7.4 Research caveats and further research

7.4.1. Research caveats: problems and difficulties

This project has been an ambitious attempt at a multidisciplinary project by one person.

Inevitably the results reflect the absence of a research team of experts and some questions

are left unanswered. As was previously discussed in Section 7.2.1., the multi scale

approach was found to be valuable for investigating the roles of forests in sustainable

landscapes, though at different particular scales there are still topics to be explored in order

to fully understand the ways in which forests might contribute to sustainable development

across different regions.

One example concerns the use of landscape metrics. The measures used in this study

(Chapter 3) were informative to distinguishing between industrial and non industrial types

of forestry, but they were not so effective in distinguishing between the pre and post

industrial type of forestry. Furthermore, there are patch metrics, class metrics and

landscape metrics that might be confusing in use. The research used class metrics because

the analysis was conducted at municipality level and these metrics were appropriate for

that scale of analysis. It is known that across Europe the area of municipalities varies from

country to country, necessitating the selection of the appropriate type of metric for each

particular area under analysis. Another problem worth considering is pixel size. In this

study a pixel resolution of 30 meters was used, it is likely however that if the pixel size

were larger or smaller the results could possibly differ. In this study the land cover map

was from the 90s and the socio-economic data used were from the same time period. It is

known that there is a time lag between the socio-economic changes that will reflect on

characteristics of the forests. This study has shown that even with maps and socio-

economic data from the same time period there were differences in forests across the

urban-rural gradient probably because of changes and trends from the past. It is also

worthwhile to point out that in addition to the rural/urban gradient there is also an

environmental gradient across the area and this might be also reflected in the differences in

the forest metrics.

In the analysis at river basin scale both a questionnaire and a field survey were conducted.

One of the problems already pointed out was the small number of plots surveyed in the

field which did not allow a statistical comparison of the characteristics of the forests across

the area. This small number was justified by the difficulties in both 1) obtaining formal

permission to undertake the field survey and 2) obtaining the appropriate help from the

municipal forestry offices to conduct the survey. When initially contacted the municipal

208

forestry offices gave very positive feedback and it was arranged that the municipality

personnel would help in the field. However, when the field survey was about to be

conducted few of the technicians were willing to go to the field on the dates proposed.

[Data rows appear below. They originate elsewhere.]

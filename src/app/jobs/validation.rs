use super::{banner, rule, section};
use crate::core::lot_status::{live_occupant_counts, parse_lot_list};
use crate::core::{ChangeSet, Job, Result, TableStore};
use crate::domain::model::{columns, tables, LotRecord, LotStatus, OccupantRecord};
use crate::domain::reference::YardTable;
use crate::utils::error::RecordsError;
use serde::Serialize;
use std::collections::{BTreeMap, HashMap, HashSet};

pub const REPORT_FILE: &str = "validation_report.json";

const SHARED_LOTS_SHOWN: usize = 20;

/// Cross-check lots, occupants and available_lots and write a JSON report.
pub struct ValidateDataJob<S: TableStore, R: TableStore> {
    store: S,
    reports: R,
    yards: YardTable,
}

impl<S: TableStore, R: TableStore> ValidateDataJob<S, R> {
    pub fn new(store: S, reports: R, yards: YardTable) -> Self {
        Self {
            store,
            reports,
            yards,
        }
    }

    fn read_available(&self) -> Result<Vec<(String, Vec<i64>)>> {
        let table = self.store.read_table(tables::AVAILABLE_LOTS)?;
        let plot_idx = table.column_index(columns::PLOT_ID)?;
        let lots_idx = table.column_index(columns::LOTS_AVAILABLE)?;

        (0..table.len())
            .map(|row| {
                let cell = table.get(row, lots_idx);
                let numbers = parse_lot_list(cell).map_err(|_| RecordsError::InvalidNumber {
                    table: table.name().to_string(),
                    row: row + 1,
                    field: columns::LOTS_AVAILABLE.to_string(),
                    value: cell.to_string(),
                })?;
                Ok((table.get(row, plot_idx).trim().to_string(), numbers))
            })
            .collect()
    }
}

#[derive(Debug, Clone, PartialEq, Eq, Serialize)]
pub struct AvailabilityMismatch {
    pub plot_id: String,
    pub lot_id: Option<String>,
    pub lot_number: Option<i64>,
    pub issue: String,
}

#[derive(Debug, Clone, PartialEq, Eq, Serialize)]
pub struct StatusMismatch {
    pub lot_id: String,
    pub status: String,
    pub occupants: usize,
    pub issue: String,
}

#[derive(Debug, Clone, PartialEq, Eq, Serialize)]
pub struct OrphanedOccupant {
    pub lot_id: String,
    pub name: String,
    pub status: String,
}

#[derive(Debug, Clone, PartialEq, Eq, Serialize)]
pub struct SharedLot {
    pub lot_id: String,
    pub count: usize,
    pub names: Vec<String>,
}

#[derive(Debug, Clone, Default, Serialize)]
pub struct ValidationSummary {
    pub available_plots: usize,
    pub total_lots: usize,
    pub total_plots: usize,
    pub occupied_lots: usize,
    pub total_occupants: usize,
}

#[derive(Debug, Clone, Default, Serialize)]
pub struct ValidationReport {
    pub summary: ValidationSummary,
    pub available_lots_mismatches: Vec<AvailabilityMismatch>,
    pub status_mismatches: Vec<StatusMismatch>,
    pub orphaned_occupants: Vec<OrphanedOccupant>,
    pub shared_lots: Vec<SharedLot>,
    /// Section prefix -> plots whose prefix matches no configured yard.
    pub unknown_sections: BTreeMap<String, Vec<String>>,
}

impl ValidationReport {
    pub fn passed(&self) -> bool {
        self.available_lots_mismatches.is_empty()
            && self.status_mismatches.is_empty()
            && self.orphaned_occupants.is_empty()
    }
}

impl ChangeSet for ValidationReport {
    /// Problems found. Shared lots are informational and not counted.
    fn change_count(&self) -> usize {
        self.available_lots_mismatches.len()
            + self.status_mismatches.len()
            + self.orphaned_occupants.len()
            + self.unknown_sections.values().map(Vec::len).sum::<usize>()
    }

    fn render(&self) -> String {
        let mut lines = Vec::new();
        let s = &self.summary;
        banner(&mut lines, "OICA Cemetery - Data Validation Report");
        lines.push(format!("Available Lots CSV: {} plots with available lots", s.available_plots));
        lines.push(format!("Lots CSV: {} total lots across {} plots", s.total_lots, s.total_plots));
        lines.push(format!("Occupants CSV: {} lots with occupants", s.occupied_lots));
        lines.push(format!("Total occupants: {}", s.total_occupants));
        lines.push(String::new());

        section(&mut lines, "CHECK 1: Available lots CSV vs Lots CSV status consistency");
        if self.available_lots_mismatches.is_empty() {
            lines.push("✓ No mismatches found - available_lots.csv is consistent with lots.csv".to_string());
        } else {
            lines.push(format!("Found {} mismatches:", self.available_lots_mismatches.len()));
            for m in &self.available_lots_mismatches {
                let lot = m.lot_number.map_or_else(|| "?".to_string(), |n| n.to_string());
                lines.push(format!("  {} (Lot {}): {}", m.plot_id, lot, m.issue));
            }
        }
        lines.push(String::new());

        section(&mut lines, "CHECK 2: Lots CSV status vs actual occupants in occupants.csv");
        if self.status_mismatches.is_empty() {
            lines.push("✓ No status mismatches - lots.csv status matches occupants.csv".to_string());
        } else {
            lines.push(format!("Found {} status mismatches:", self.status_mismatches.len()));
            for m in &self.status_mismatches {
                lines.push(format!("  {}: {}", m.lot_id, m.issue));
            }
        }
        lines.push(String::new());

        section(&mut lines, "CHECK 3: Orphaned occupants (lot_id not found in lots.csv)");
        if self.orphaned_occupants.is_empty() {
            lines.push("✓ No orphaned occupants - all lot_ids in occupants.csv exist in lots.csv".to_string());
        } else {
            lines.push(format!("Found {} orphaned occupants:", self.orphaned_occupants.len()));
            for o in &self.orphaned_occupants {
                lines.push(format!("  {}: {} ({})", o.lot_id, o.name, o.status));
            }
        }
        lines.push(String::new());

        section(&mut lines, "CHECK 4: Lots with multiple occupants (shared lots)");
        if self.shared_lots.is_empty() {
            lines.push("No lots with multiple occupants".to_string());
        } else {
            lines.push(format!("Found {} lots with multiple occupants:", self.shared_lots.len()));
            for lot in self.shared_lots.iter().take(SHARED_LOTS_SHOWN) {
                lines.push(format!("  {}: {} occupants - {}", lot.lot_id, lot.count, lot.names.join(", ")));
            }
            if self.shared_lots.len() > SHARED_LOTS_SHOWN {
                lines.push(format!("  ... and {} more", self.shared_lots.len() - SHARED_LOTS_SHOWN));
            }
        }
        lines.push(String::new());

        if !self.unknown_sections.is_empty() {
            section(&mut lines, "Unknown plot sections");
            for (prefix, plots) in &self.unknown_sections {
                lines.push(format!("  {}: {}", prefix, plots.join(", ")));
            }
            lines.push(String::new());
        }

        lines.push(rule('='));
        lines.push("SUMMARY".to_string());
        lines.push(rule('='));
        lines.push(format!("Available lots mismatches: {}", self.available_lots_mismatches.len()));
        lines.push(format!("Status mismatches: {}", self.status_mismatches.len()));
        lines.push(format!("Orphaned occupants: {}", self.orphaned_occupants.len()));
        lines.push(format!("Shared lots: {}", self.shared_lots.len()));
        lines.push(String::new());
        if self.passed() {
            lines.push("✓ All validation checks passed!".to_string());
        } else {
            lines.push("⚠ Issues found - review discrepancies above".to_string());
        }

        lines.join("\n")
    }
}

fn check_availability(
    available: &[(String, Vec<i64>)],
    lots: &[LotRecord],
) -> Vec<AvailabilityMismatch> {
    let mut by_plot: HashMap<&str, Vec<&LotRecord>> = HashMap::new();
    for lot in lots {
        by_plot.entry(lot.plot_id.as_str()).or_default().push(lot);
    }

    let available_status = LotStatus::Available.as_str();
    let mut mismatches = Vec::new();

    for (plot_id, numbers) in available {
        let Some(plot_lots) = by_plot.get(plot_id.as_str()) else {
            mismatches.push(AvailabilityMismatch {
                plot_id: plot_id.clone(),
                lot_id: None,
                lot_number: None,
                issue: format!("Plot {} in available_lots.csv but not found in lots.csv", plot_id),
            });
            continue;
        };

        for lot in plot_lots {
            let listed = numbers.contains(&lot.lot_number);
            let issue = match (lot.status == available_status, listed) {
                (true, false) => format!(
                    "Lot {} is 'Available' in lots.csv but NOT listed in available_lots.csv",
                    lot.lot_number
                ),
                (false, true) => format!(
                    "Lot {} is '{}' in lots.csv but IS listed as available in available_lots.csv",
                    lot.lot_number, lot.status
                ),
                _ => continue,
            };
            mismatches.push(AvailabilityMismatch {
                plot_id: plot_id.clone(),
                lot_id: Some(lot.lot_id.clone()),
                lot_number: Some(lot.lot_number),
                issue,
            });
        }
    }

    let listed_plots: HashSet<&str> = available.iter().map(|(p, _)| p.as_str()).collect();
    for lot in lots
        .iter()
        .filter(|l| l.status == available_status && !listed_plots.contains(l.plot_id.as_str()))
    {
        mismatches.push(AvailabilityMismatch {
            plot_id: lot.plot_id.clone(),
            lot_id: Some(lot.lot_id.clone()),
            lot_number: Some(lot.lot_number),
            issue: format!(
                "Lot {} is 'Available' in lots.csv but plot {} is missing from available_lots.csv",
                lot.lot_number, lot.plot_id
            ),
        });
    }

    mismatches
}

fn check_statuses(lots: &[LotRecord], occupants: &[OccupantRecord]) -> Vec<StatusMismatch> {
    let live = live_occupant_counts(occupants);

    lots.iter()
        .filter_map(|lot| {
            let count = live.get(lot.lot_id.as_str()).copied().unwrap_or(0);
            let issue = match (LotStatus::parse(&lot.status), lot.status.as_str()) {
                (Some(LotStatus::Available), _) if count > 0 => {
                    format!("Marked 'Available' but has {} actual occupants", count)
                }
                (Some(LotStatus::FullyOccupied | LotStatus::PartiallyOccupied), _) | (None, "Occupied")
                    if count == 0 =>
                {
                    format!("Marked '{}' but has NO actual occupants", lot.status)
                }
                _ => return None,
            };
            Some(StatusMismatch {
                lot_id: lot.lot_id.clone(),
                status: lot.status.clone(),
                occupants: count,
                issue,
            })
        })
        .collect()
}

impl<S: TableStore, R: TableStore> Job for ValidateDataJob<S, R> {
    type Plan = ValidationReport;

    fn name(&self) -> &'static str {
        "validate-data"
    }

    fn plan(&self) -> Result<ValidationReport> {
        let available = self.read_available()?;
        let lots = LotRecord::read_all(&self.store.read_table(tables::LOTS)?)?;
        let occupants = OccupantRecord::read_all(&self.store.read_table(tables::OCCUPANTS)?)?;

        let mut occupants_by_lot: BTreeMap<&str, Vec<&OccupantRecord>> = BTreeMap::new();
        for occupant in &occupants {
            occupants_by_lot
                .entry(occupant.lot_id.as_str())
                .or_default()
                .push(occupant);
        }

        let lot_ids: HashSet<&str> = lots.iter().map(|l| l.lot_id.as_str()).collect();
        let plot_ids: Vec<&str> = {
            let mut seen = HashSet::new();
            lots.iter()
                .map(|l| l.plot_id.as_str())
                .filter(|p| seen.insert(*p))
                .collect()
        };

        let orphaned_occupants = occupants_by_lot
            .iter()
            .filter(|(lot_id, _)| !lot_ids.contains(*lot_id))
            .flat_map(|(_, occs)| occs.iter())
            .map(|o| OrphanedOccupant {
                lot_id: o.lot_id.clone(),
                name: o.name.clone(),
                status: o.status.as_str().to_string(),
            })
            .collect();

        let shared_lots = occupants_by_lot
            .iter()
            .filter(|(_, occs)| occs.len() > 1)
            .map(|(lot_id, occs)| SharedLot {
                lot_id: lot_id.to_string(),
                count: occs.len(),
                names: occs.iter().map(|o| o.name.clone()).collect(),
            })
            .collect();

        let mut unknown_sections: BTreeMap<String, Vec<String>> = BTreeMap::new();
        for plot_id in &plot_ids {
            if let Err(RecordsError::UnknownYard { code }) = self.yards.yard_for_plot(plot_id) {
                unknown_sections.entry(code).or_default().push(plot_id.to_string());
            }
        }

        let report = ValidationReport {
            summary: ValidationSummary {
                available_plots: available.len(),
                total_lots: lots.len(),
                total_plots: plot_ids.len(),
                occupied_lots: occupants_by_lot.len(),
                total_occupants: occupants.len(),
            },
            available_lots_mismatches: check_availability(&available, &lots),
            status_mismatches: check_statuses(&lots, &occupants),
            orphaned_occupants,
            shared_lots,
            unknown_sections,
        };

        if !report.passed() {
            tracing::warn!("Validation found {} problem(s)", report.change_count());
        }
        Ok(report)
    }

    fn apply(&self, plan: &ValidationReport) -> Result<()> {
        let json = serde_json::to_string_pretty(plan)?;
        self.reports.write_text(REPORT_FILE, &json)?;
        tracing::info!("Wrote {}", REPORT_FILE);
        Ok(())
    }
}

Luckily other PhD students offered to help and so the field survey was not cancelled.

Despite not being suitable for conducting statistical analysis the data gathered in the field

survey do indicate that there is a need for more enforced management if moving towards

SFM is the goal (disappearance of old growth forestry and litter in the plots illustrated the

abandonment situation).

The questionnaire survey in 14 municipalities aimed at surveying both landowners and

general public was a very difficult task to carry out. The help of a field assistant was

crucial in completing the survey of 375 people. The method for conducting the survey was

rehearsed between the two interviewers before the start of the survey and the question

cards were read out exactly the same way by each interviewer. Nevertheless, it might be

that other factors not controlled by the researcher had an influence on the results. For

example, in the study of forest fragmentation and simplification (Chapter 5) an attempt was

made to eliminate other confounding factors (e.g. roads) from the photos by varying only

forest cover and stand structure. Even though this effort was made, the ranking of the

photos might be influenced by the presence of blue sky in the photos showing uneven

stand structures while in the even stands was not possible to see the sky due to the

characteristics of the forests. This happened because the researcher felt that realism of the

photos should not be compromised but it is also acknowledged that this might have

influenced the results. Another problem related to the questionnaire survey was managing

the enormous amount of data collected. One of the initial aims of the photo-questionnaire

was to predict public preferences for forests based on socio-economic data such as age, or

relation with forestry (e.g. multiuser, single user). However, this revealed not to be

possible due to the high variability of the data. When ordinal regression models were

evaluated they had a very low pseudo R square and were not much better than the ones

created by chance. This forced a revision of thinking which was time consuming and it was

slow progress to re-plan the structure of Chapter 5.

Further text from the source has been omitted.